Does trust play a role in workplace injury recovery?

A recent study looked at the relationship between the level of trust workers hold toward their employer and the speed with which they recover after being injured on the job. Researchers found that those workers who reported low levels of trust experienced longer recovery times after a workplace injury. These findings suggest that workers in Massachusetts and elsewhere could benefit from learning more about the resources available to them in the event of a serious accident or injury.

Within the study, participants were asked if they were fearful of losing their job in the event of a serious workplace injury. Among those who reported such fears and then later suffered workplace injuries, the time spent recovering was an average of four weeks longer than workers who felt more secure about their jobs. Those who were worried about losing their job also reported higher levels of dissatisfaction with the medical care they received after an incident took place.

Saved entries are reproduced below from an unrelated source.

// src/dag/mod.rs

//! Task graph representation and batching.
//!
//! - [`task`] holds the ingested task spec and the validated task type.
//! - [`graph`] holds the immutable, validated task DAG.
//! - [`batcher`] partitions the graph into level-ordered batches.
//! - [`loader`] reads the JSON graph document produced upstream.

pub mod batcher;
pub mod graph;
pub mod loader;
pub mod task;

pub use batcher::{partition, Batch, Batcher};
pub use graph::TaskGraph;
pub use loader::{graph_from_json, load_graph, GraphDocument};
pub use task::{ExecutorId, Task, TaskId, TaskSpec};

These findings could be interpreted as evidence that a person who is naturally pessimistic will have a more negative view on any matter, whether it relates to job security or health care after an injury. Another interpretation, however, is that individuals who are concerned about their job security after an injury will go into the recovery process with a high level of stress, which could have a negative impact on their progress. One way to offset the risk of a negative outcome is for workers to take a proactive stance on the matter.

Massachusetts workers are typically entitled to workers' compensation following a workplace injury. In addition to any support received from their employer, this important benefit can make it far easier to manage the financial ramifications of a serious injury. For any worker who feels that he or she is not being properly compensated after such an event, there are avenues of legal recourse available.